Work to be completed>
Extract from the entries below, exactly as given, only the lines from the line containing "MinIO or LocalStack)" to the line containing "let mut request = builder.build()?;", both lines included.

Records for this task>
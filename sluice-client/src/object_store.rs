//! Object-store client
//!
//! Minimal S3 surface used for workspace staging and log retrieval. URLs are
//! path-style (`{endpoint}/{bucket}/{key}`) so the same client works against
//! S3-compatible emulators.

use async_trait::async_trait;
use reqwest::{Client, RequestBuilder};
use sluice_core::ObjectUri;
use tracing::debug;

use crate::error::{ClientError, Result};
use crate::signing::{AwsCredentials, Signer};
use crate::{error_from_response, handle_empty_response};

const SERVICE: &str = "s3";

/// One object returned by a listing
#[derive(Debug, Clone, PartialEq, Eq)]
pub struct ObjectSummary {
    pub key: String,
    pub size: u64,
    /// Entity tag without surrounding quotes
    pub etag: Option<String>,
}

/// A page of listed objects plus the continuation cursor
#[derive(Debug, Clone, Default, PartialEq, Eq)]
pub struct ObjectPage {
    pub objects: Vec<ObjectSummary>,
    pub next_token: Option<String>,
}

/// Operations the runner consumes from the object store
#[async_trait]
pub trait ObjectStore: Send + Sync {
    /// Writes `body` at `uri`, replacing any existing object
    async fn put_object(&self, uri: &ObjectUri, body: Vec<u8>) -> Result<()>;

    /// Lists objects whose key starts with `prefix`, one page at a time
    ///
    /// # Arguments
    /// * `prefix` - Bucket and key prefix; the key is used verbatim
    /// * `continuation` - Cursor returned by the previous page, if any
    async fn list_objects(
        &self,
        prefix: &ObjectUri,
        continuation: Option<&str>,
    ) -> Result<ObjectPage>;

    /// Reads the full body of an object
    async fn get_object(&self, uri: &ObjectUri) -> Result<Vec<u8>>;

    /// Deletes one object; deleting a missing key succeeds
    async fn delete_object(&self, uri: &ObjectUri) -> Result<()>;
}

/// HTTP implementation of ObjectStore
#[derive(Debug, Clone)]
pub struct S3Client {
    client: Client,
    endpoint: String,
    signer: Option<Signer>,
    region: String,
}

impl S3Client {
    /// Creates a client for the regional endpoint
    pub fn new(region: impl Into<String>) -> Self {
        let region = region.into();
        Self {
            client: Client::new(),
            endpoint: format!("https://{}.{}.amazonaws.com", SERVICE, region),
            signer: None,
            region,
        }
    }

    /// Overrides the endpoint (e.g., MinIO or LocalStack)
    pub fn with_endpoint(mut self, endpoint: impl Into<String>) -> Self {
        self.endpoint = endpoint.into().trim_end_matches('/').to_string();
        self
    }

    pub fn with_credentials(mut self, credentials: AwsCredentials) -> Self {
        self.signer = Some(Signer::new(credentials, self.region.clone(), SERVICE));
        self
    }

    pub fn with_client(mut self, client: Client) -> Self {
        self.client = client;
        self
    }

    pub fn endpoint(&self) -> &str {
        &self.endpoint
    }

    /// Path-style URL with every key segment percent-encoded
    fn object_url(&self, uri: &ObjectUri) -> String {
        let key: String = uri
            .key()
            .split('/')
            .map(|segment| format!("/{}", urlencoding::encode(segment)))
            .collect();
        format!("{}/{}{}", self.endpoint, urlencoding::encode(uri.bucket()), key)
    }

    async fn send(&self, builder: RequestBuilder) -> Result<reqwest::Response> {
        let mut request = builder.build()?;
        if let Some(signer) = &self.signer {
            signer.sign(&mut request)?;
        }

        debug!("{} {}", request.method(), request.url());
        Ok(self.client.execute(request).await?)
    }
}

#[async_trait]
impl ObjectStore for S3Client {
    async fn put_object(&self, uri: &ObjectUri, body: Vec<u8>) -> Result<()> {
        if uri.key().is_empty() {
            return Err(ClientError::InvalidRequest(format!(
                "cannot put object at bucket root {uri}"
            )));
        }

        let response = self
            .send(self.client.put(self.object_url(uri)).body(body))
            .await?;
        handle_empty_response(response).await
    }

    async fn list_objects(
        &self,
        prefix: &ObjectUri,
        continuation: Option<&str>,
    ) -> Result<ObjectPage> {
        let mut url = format!(
            "{}/{}?list-type=2&prefix={}",
            self.endpoint,
            urlencoding::encode(prefix.bucket()),
            urlencoding::encode(&prefix.prefix())
        );
        if let Some(token) = continuation {
            url.push_str(&format!("&continuation-token={}", urlencoding::encode(token)));
        }

        let response = self.send(self.client.get(&url)).await?;
        if !response.status().is_success() {
            return Err(error_from_response(response).await);
        }

        let body = response.text().await?;
        parse_list_objects(&body)
    }

    async fn get_object(&self, uri: &ObjectUri) -> Result<Vec<u8>> {
        let response = self.send(self.client.get(self.object_url(uri))).await?;
        if !response.status().is_success() {
            return Err(error_from_response(response).await);
        }

        Ok(response.bytes().await?.to_vec())
    }

    async fn delete_object(&self, uri: &ObjectUri) -> Result<()> {
        let response = self.send(self.client.delete(self.object_url(uri))).await?;
        match handle_empty_response(response).await {
            Err(err) if err.is_not_found() => Ok(()),
            other => other,
        }
    }
}

/// Parses a `ListBucketResult` document
fn parse_list_objects(body: &str) -> Result<ObjectPage> {
    let doc = roxmltree::Document::parse(body)
        .map_err(|e| ClientError::ParseError(format!("Failed to parse listing: {}", e)))?;

    let root = doc.root_element();
    let mut objects = Vec::new();
    for contents in root.children().filter(|node| node.has_tag_name("Contents")) {
        let key = child_text(contents, "Key")
            .ok_or_else(|| ClientError::ParseError("listing entry without Key".to_string()))?;
        let size = child_text(contents, "Size")
            .map(|raw| {
                raw.parse::<u64>()
                    .map_err(|e| ClientError::ParseError(format!("invalid Size '{raw}': {e}")))
            })
            .transpose()?
            .unwrap_or_default();
        let etag = child_text(contents, "ETag").map(|tag| tag.trim_matches('"').to_string());

        objects.push(ObjectSummary { key, size, etag });
    }

    let truncated = child_text(root, "IsTruncated").is_some_and(|value| value == "true");
    let next_token = child_text(root, "NextContinuationToken")
        .filter(|token| truncated && !token.is_empty());

    Ok(ObjectPage { objects, next_token })
}

fn child_text(node: roxmltree::Node<'_, '_>, tag: &str) -> Option<String> {
    node.children()
        .find(|child| child.has_tag_name(tag))
        .and_then(|child| child.text())
        .map(str::to_string)
}
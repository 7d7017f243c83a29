#![allow(dead_code)]

use std::collections::{BTreeMap, VecDeque};
use std::sync::{Arc, Mutex, Once};
use std::time::Duration;

use async_trait::async_trait;
use sluice_client::{ClientError, ControlPlane, ObjectPage, ObjectStore, ObjectSummary};
use sluice_core::ObjectUri;
use sluice_core::domain::run::{AttemptPage, RunAttempt, RunHandle, RunState};
use sluice_core::dto::application::Application;
use sluice_core::dto::job_run::{MonitoringConfiguration, StartJobRunRequest};
use sluice_runner::RunnerConfig;
use tokio::time::Instant;
use tokio_util::sync::CancellationToken;
use tracing_subscriber::{EnvFilter, fmt};

static INIT: Once = Once::new();

/// Initialise tracing for tests.
///
/// Output is captured per test and only shown for failing tests unless run
/// with `--nocapture`. Enable levels with e.g. `RUST_LOG=debug cargo test`.
pub fn init_tracing() {
    INIT.call_once(|| {
        let filter = EnvFilter::try_from_default_env().unwrap_or_else(|_| EnvFilter::new("info"));

        fmt()
            .with_env_filter(filter)
            .with_test_writer()
            .with_target(true)
            .init();
    });
}

/// Runner config with a 1s base poll interval
pub fn test_config() -> RunnerConfig {
    RunnerConfig::new().with_poll_interval(Duration::from_secs(1), Duration::from_secs(60))
}

pub fn page(state: RunState, detail: &str) -> AttemptPage {
    AttemptPage {
        attempts: vec![RunAttempt {
            attempt: 1,
            state,
            state_details: detail.to_string(),
        }],
        next_token: None,
    }
}

/// One scripted answer to a list-attempts call
#[derive(Debug, Clone)]
pub enum ListResponse {
    Page(AttemptPage),
    Throttled,
    Fail(String),
}

impl ListResponse {
    pub fn state(state: RunState, detail: &str) -> Self {
        ListResponse::Page(page(state, detail))
    }
}

/// One recorded list-attempts call
#[derive(Debug, Clone)]
pub struct ListCall {
    pub at: Instant,
    pub next_token: Option<String>,
}

#[derive(Default)]
struct ControlPlaneState {
    script: VecDeque<ListResponse>,
    submissions: Vec<StartJobRunRequest>,
    list_calls: Vec<ListCall>,
    cancels: Vec<RunHandle>,
    application_lookups: usize,
}

/// Scripted control plane
///
/// List calls consume the script in order; once it is exhausted every call
/// reports a single RUNNING attempt.
#[derive(Clone, Default)]
pub struct FakeControlPlane {
    state: Arc<Mutex<ControlPlaneState>>,
    fail_submit: bool,
    application_log_uri: Option<String>,
    cancel_after: Option<(usize, CancellationToken)>,
}

impl FakeControlPlane {
    pub fn new(script: Vec<ListResponse>) -> Self {
        let fake = Self::default();
        fake.state.lock().unwrap().script = script.into();
        fake
    }

    pub fn failing_submit() -> Self {
        Self {
            fail_submit: true,
            ..Self::default()
        }
    }

    pub fn with_application_log_uri(mut self, uri: &str) -> Self {
        self.application_log_uri = Some(uri.to_string());
        self
    }

    /// Cancels `token` right after the `n`th list call returns
    pub fn cancel_after(mut self, n: usize, token: CancellationToken) -> Self {
        self.cancel_after = Some((n, token));
        self
    }

    pub fn submissions(&self) -> Vec<StartJobRunRequest> {
        self.state.lock().unwrap().submissions.clone()
    }

    pub fn list_calls(&self) -> Vec<ListCall> {
        self.state.lock().unwrap().list_calls.clone()
    }

    pub fn cancels(&self) -> Vec<RunHandle> {
        self.state.lock().unwrap().cancels.clone()
    }

    pub fn application_lookups(&self) -> usize {
        self.state.lock().unwrap().application_lookups
    }

    /// Gaps between consecutive list calls, starting from `start`
    pub fn poll_gaps(&self, start: Instant) -> Vec<Duration> {
        let mut previous = start;
        self.list_calls()
            .into_iter()
            .map(|call| {
                let gap = call.at - previous;
                previous = call.at;
                gap
            })
            .collect()
    }
}

#[async_trait]
impl ControlPlane for FakeControlPlane {
    async fn start_job_run(
        &self,
        request: &StartJobRunRequest,
    ) -> sluice_client::Result<RunHandle> {
        if self.fail_submit {
            return Err(ClientError::from_response(
                400,
                "ValidationException",
                "execution role is invalid",
            ));
        }

        let mut state = self.state.lock().unwrap();
        state.submissions.push(request.clone());
        Ok(RunHandle::new(
            request.application_id.clone(),
            format!("run-{}", state.submissions.len()),
        ))
    }

    async fn list_job_run_attempts(
        &self,
        _handle: &RunHandle,
        next_token: Option<&str>,
    ) -> sluice_client::Result<AttemptPage> {
        let (response, calls) = {
            let mut state = self.state.lock().unwrap();
            state.list_calls.push(ListCall {
                at: Instant::now(),
                next_token: next_token.map(str::to_string),
            });
            let response = state
                .script
                .pop_front()
                .unwrap_or_else(|| ListResponse::state(RunState::Running, ""));
            (response, state.list_calls.len())
        };

        if let Some((n, token)) = &self.cancel_after {
            if calls == *n {
                token.cancel();
            }
        }

        match response {
            ListResponse::Page(page) => Ok(page),
            ListResponse::Throttled => Err(ClientError::from_response(
                400,
                "ThrottlingException",
                "Rate exceeded",
            )),
            ListResponse::Fail(message) => Err(ClientError::from_response(
                500,
                "InternalServerException",
                message,
            )),
        }
    }

    async fn cancel_job_run(&self, handle: &RunHandle) -> sluice_client::Result<()> {
        self.state.lock().unwrap().cancels.push(handle.clone());
        Ok(())
    }

    async fn get_application(&self, application_id: &str) -> sluice_client::Result<Application> {
        self.state.lock().unwrap().application_lookups += 1;
        Ok(Application {
            application_id: application_id.to_string(),
            name: None,
            state: Some("STARTED".to_string()),
            monitoring_configuration: self
                .application_log_uri
                .as_ref()
                .map(|uri| MonitoringConfiguration::for_log_uri(uri.clone())),
        })
    }
}

#[derive(Default)]
struct StoreState {
    objects: BTreeMap<(String, String), (Vec<u8>, String)>,
    version: u64,
    listed_prefixes: Vec<String>,
    deleted: Vec<String>,
    gets: usize,
}

/// Object store kept in memory, with small listing pages
#[derive(Clone)]
pub struct InMemoryObjectStore {
    state: Arc<Mutex<StoreState>>,
    page_size: usize,
    fail_puts_containing: Option<String>,
    fail_lists: bool,
}

impl Default for InMemoryObjectStore {
    fn default() -> Self {
        Self::new()
    }
}

impl InMemoryObjectStore {
    pub fn new() -> Self {
        Self {
            state: Arc::default(),
            page_size: 2,
            fail_puts_containing: None,
            fail_lists: false,
        }
    }

    /// Rejects uploads whose key contains `fragment`
    pub fn failing_puts(mut self, fragment: &str) -> Self {
        self.fail_puts_containing = Some(fragment.to_string());
        self
    }

    pub fn failing_lists(mut self) -> Self {
        self.fail_lists = true;
        self
    }

    /// Writes an object directly, bypassing failure injection
    pub fn insert(&self, uri: &str, body: impl Into<Vec<u8>>) {
        let uri = ObjectUri::parse(uri).unwrap();
        let mut state = self.state.lock().unwrap();
        state.version += 1;
        let etag = format!("v{}", state.version);
        state.objects.insert(
            (uri.bucket().to_string(), uri.key().to_string()),
            (body.into(), etag),
        );
    }

    pub fn get(&self, uri: &str) -> Option<Vec<u8>> {
        let uri = ObjectUri::parse(uri).unwrap();
        self.state
            .lock()
            .unwrap()
            .objects
            .get(&(uri.bucket().to_string(), uri.key().to_string()))
            .map(|(body, _)| body.clone())
    }

    /// Keys in `bucket` starting with `prefix`
    pub fn keys(&self, bucket: &str, prefix: &str) -> Vec<String> {
        self.state
            .lock()
            .unwrap()
            .objects
            .keys()
            .filter(|(b, key)| b == bucket && key.starts_with(prefix))
            .map(|(_, key)| key.clone())
            .collect()
    }

    pub fn listed_prefixes(&self) -> Vec<String> {
        self.state.lock().unwrap().listed_prefixes.clone()
    }

    pub fn deleted(&self) -> Vec<String> {
        self.state.lock().unwrap().deleted.clone()
    }

    pub fn gets(&self) -> usize {
        self.state.lock().unwrap().gets
    }
}

#[async_trait]
impl ObjectStore for InMemoryObjectStore {
    async fn put_object(&self, uri: &ObjectUri, body: Vec<u8>) -> sluice_client::Result<()> {
        if let Some(fragment) = &self.fail_puts_containing {
            if uri.key().contains(fragment.as_str()) {
                return Err(ClientError::from_response(403, "AccessDenied", "Access Denied"));
            }
        }

        self.insert(&uri.to_string(), body);
        Ok(())
    }

    async fn list_objects(
        &self,
        prefix: &ObjectUri,
        continuation: Option<&str>,
    ) -> sluice_client::Result<ObjectPage> {
        let mut state = self.state.lock().unwrap();
        state.listed_prefixes.push(prefix.prefix());
        if self.fail_lists {
            return Err(ClientError::from_response(403, "AccessDenied", "Access Denied"));
        }

        let key_prefix = prefix.prefix();
        let matching: Vec<ObjectSummary> = state
            .objects
            .iter()
            .filter(|((bucket, key), _)| bucket == prefix.bucket() && key.starts_with(&key_prefix))
            .filter(|((_, key), _)| continuation.is_none_or(|after| key.as_str() > after))
            .map(|((_, key), (body, etag))| ObjectSummary {
                key: key.clone(),
                size: body.len() as u64,
                etag: Some(etag.clone()),
            })
            .collect();

        let objects: Vec<ObjectSummary> = matching.iter().take(self.page_size).cloned().collect();
        let next_token = if matching.len() > self.page_size {
            objects.last().map(|object| object.key.clone())
        } else {
            None
        };

        Ok(ObjectPage { objects, next_token })
    }

    async fn get_object(&self, uri: &ObjectUri) -> sluice_client::Result<Vec<u8>> {
        let mut state = self.state.lock().unwrap();
        state.gets += 1;
        state
            .objects
            .get(&(uri.bucket().to_string(), uri.key().to_string()))
            .map(|(body, _)| body.clone())
            .ok_or_else(|| ClientError::NotFound(uri.to_string()))
    }

    async fn delete_object(&self, uri: &ObjectUri) -> sluice_client::Result<()> {
        let mut state = self.state.lock().unwrap();
        state
            .objects
            .remove(&(uri.bucket().to_string(), uri.key().to_string()));
        state.deleted.push(uri.key().to_string());
        Ok(())
    }
}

Worked solution>
    /// Overrides the endpoint (e.g., MinIO or LocalStack)
    pub fn with_endpoint(mut self, endpoint: impl Into<String>) -> Self {
        self.endpoint = endpoint.into().trim_end_matches('/').to_string();
        self
    }

    pub fn with_credentials(mut self, credentials: AwsCredentials) -> Self {
        self.signer = Some(Signer::new(credentials, self.region.clone(), SERVICE));
        self
    }

    pub fn with_client(mut self, client: Client) -> Self {
        self.client = client;
        self
    }

    pub fn endpoint(&self) -> &str {
        &self.endpoint
    }

    /// Path-style URL with every key segment percent-encoded
    fn object_url(&self, uri: &ObjectUri) -> String {
        let key: String = uri
            .key()
            .split('/')
            .map(|segment| format!("/{}", urlencoding::encode(segment)))
            .collect();
        format!("{}/{}{}", self.endpoint, urlencoding::encode(uri.bucket()), key)
    }

    async fn send(&self, builder: RequestBuilder) -> Result<reqwest::Response> {
        let mut request = builder.build()?;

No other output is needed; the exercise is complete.